Sociedad Por Nicolás Cortes 20/10/2019

Maternidad

“Bendito aquel que besa en su presencia, las manos calmas de la madre y más bendito aquel que en su ausencia, reza por su eterna alma...”

Su vida siempre tuvo la textura de la calle. Entre la vereda y los cercos de su casa supo crecer mirando siempre un poco más allá del parque San Martin. Había nacido con tan poco, que nunca supo lo que es suficiente. La pobreza ni la aspereza de su mejilla, fueron impedimentos para detener semejante huracán.

Es que estaba hecha de viento, de sol, de montaña, de hierro. Unas cejas que mezclaban mucha seguridad, mente con sabiduría y conocimientos, ojos con curiosidad, piel con carácter, corazón con amores, brazos celosos, posesivos. Más cercana al trabajo que al humor. Más hermana del esfuerzo que de la apariencia, amiga del sudor sin pudor.

De repente estaba en el sillón de jefe en algún sector gubernamental y a los segundos refregando el piso, de rodillas, con las zapatillas viejas y húmedas.  En el primer descuido, horno de barro encendido, harina en la mesa y el pan caliente para la venta. Luego vinieron las humitas, las empanadas cuando muchas bocas demandaban alimento, vestimenta, educación.

Cada tarde, entre mate y mate, recuerda los cincuenta gramos de mortadela que sabía compartir con su madre una vez al mes, después de alguna ganancia cosiendo ropa, en modo de brindis. Me habla de su infancia como si siempre habría sido adulta. Quizás nunca fue niña y ahora no se quiere perder la mejor etapa de la vida.

Cuando se decidió por tener ochos hijos, la voluntad de Dios, dijo cinco.
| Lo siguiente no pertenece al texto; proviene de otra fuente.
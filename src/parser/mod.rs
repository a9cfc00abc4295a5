pub mod curriculum;
pub mod markup;
pub mod payload;
pub mod text;

use serde::{Deserialize, Serialize};
use tracing::warn;

/// Normalized admissions program: everything the corpus builder consumes.
/// All textual fields are plain text by the time a record leaves this module.
#[derive(Debug, Clone, Default, Serialize, Deserialize)]
pub struct ProgramRecord {
    pub key: String,
    pub url: String,
    pub title: String,
    pub description: Description,
    pub admission_info: AdmissionInfo,
    pub career_prospects: String,
    pub partners: Vec<String>,
    pub faq: Vec<FaqEntry>,
    pub admission_requirements: Vec<AdmissionRequirement>,
    pub curriculum_info: Option<CurriculumInfo>,
    pub study_info: Option<StudyInfo>,
    pub cost_info: Option<CostInfo>,
    #[serde(default, skip_serializing_if = "serde_json::Value::is_null")]
    pub social_links: serde_json::Value,
    #[serde(default, skip_serializing_if = "serde_json::Value::is_null")]
    pub achievements: serde_json::Value,
}

#[derive(Debug, Clone, Default, Serialize, Deserialize)]
pub struct Description {
    pub lead: String,
    pub full_description: String,
}

#[derive(Debug, Clone, Default, Serialize, Deserialize)]
pub struct AdmissionInfo {
    pub directions: Vec<Direction>,
    pub cost: Option<String>,
}

#[derive(Debug, Clone, Default, Serialize, Deserialize)]
pub struct Direction {
    pub code: String,
    pub title: String,
    pub quotas: Quotas,
    pub disciplines: Vec<Discipline>,
}

#[derive(Debug, Clone, Default, Serialize, Deserialize)]
pub struct Quotas {
    pub budget: Option<u32>,
    pub contract: Option<u32>,
    pub target_reception: Option<u32>,
}

/// Entrance examination subject attached to a direction.
#[derive(Debug, Clone, Default, Serialize, Deserialize)]
pub struct Discipline {
    pub title: String,
    pub description: String,
    pub link: String,
}

#[derive(Debug, Clone, Default, Serialize, Deserialize)]
pub struct FaqEntry {
    pub question: String,
    pub answer: String,
}

#[derive(Debug, Clone, Default, Serialize, Deserialize)]
pub struct AdmissionRequirement {
    pub method: String,
    pub description: String,
    pub link: Option<String>,
}

/// Pointer at the curriculum PDF; its text is fetched and cached separately.
#[derive(Debug, Clone, Default, Serialize, Deserialize)]
pub struct CurriculumInfo {
    pub link: String,
    pub text: String,
}

#[derive(Debug, Clone, Default, Serialize, Deserialize)]
pub struct StudyInfo {
    pub period: String,
    pub label: String,
    pub mode: String,
    pub language: String,
    pub military: bool,
}

#[derive(Debug, Clone, Default, Serialize, Deserialize)]
pub struct CostInfo {
    pub russian: u64,
    pub foreigner: u64,
    pub year: u32,
}

/// Payload-first extraction: pages ship a `__NEXT_DATA__` JSON blob for their
/// own client-side rendering; only pages without it fall back to markup
/// heuristics. A present-but-malformed payload skips the program (logged) so
/// the rest of the ingestion run continues.
pub fn parse_program(key: &str, url: &str, html: &str) -> Option<ProgramRecord> {
    match payload::find_payload(html) {
        Some(raw) => match payload::parse(key, url, &raw) {
            Ok(record) => Some(record),
            Err(e) => {
                warn!("Malformed page payload for {}: {}", key, e);
                None
            }
        },
        None => Some(markup::extract(key, url, html)),
    }
}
También dijo que sería brillante, líder, versátil, valiente y tendría angustias, tristezas, injusticias. Me dirán que sucede en todas las vidas, pero en ella todo se acentúa. Se escribe con mayúsculas. Convive con una desgracia aferrada a un rosario que la rescata segundo a segundo de un intenso fuego.

La mesa está servida, el mantel de punta en blanco. La casa siempre está en orden de sus manos, y los nietos juegan tratando de que su rostro esboce una sonrisa. Cada vez le cuesta más levantarse, cada día pierde un poco más el apetito, siente fatiga y mareos, es quejido constante y llanto con y sin motivos. De todos modos, la familia se sostiene por ella. Somos lo que somos por Dios pero más por ella. Aun es el pilar de un hogar que respira a la par de su pulso. Es única, indomable, inigualable, objetivamente en el podio de las mejores mujeres de nuestra sociedad aunque haya perdido el soplido, las fuerzas, el deseo.

La conocí como madre y ahora la conozco como hija.  Me encanta saber que puedo ser testigo de su infancia que no fue. Responsable de su dolor, de sus lágrimas, de sus dolores. Atender sus favores, acercarle un vaso de agua, una comida caliente, trasladarla a su médico, es tan gratificante que al menos siento devolver una pizca de cómo fue su seno, su cuerpo y sus huesos retorciéndose por mi parir.
Reconozco que nunca pude irme lejos de su falda pero también que ella siempre quiso oír de cerca, mis latidos. Pues, sí. Nunca nos pudimos dejar. Sin pactos, con Edipo o sin,  juramos amor eterno.  En su día, la celebro con vida, siempre inmensa, con sangre gallega y manos criollas, te rezo y te ruego que no te vayas nunca mama mía, toda tuya y nuestra.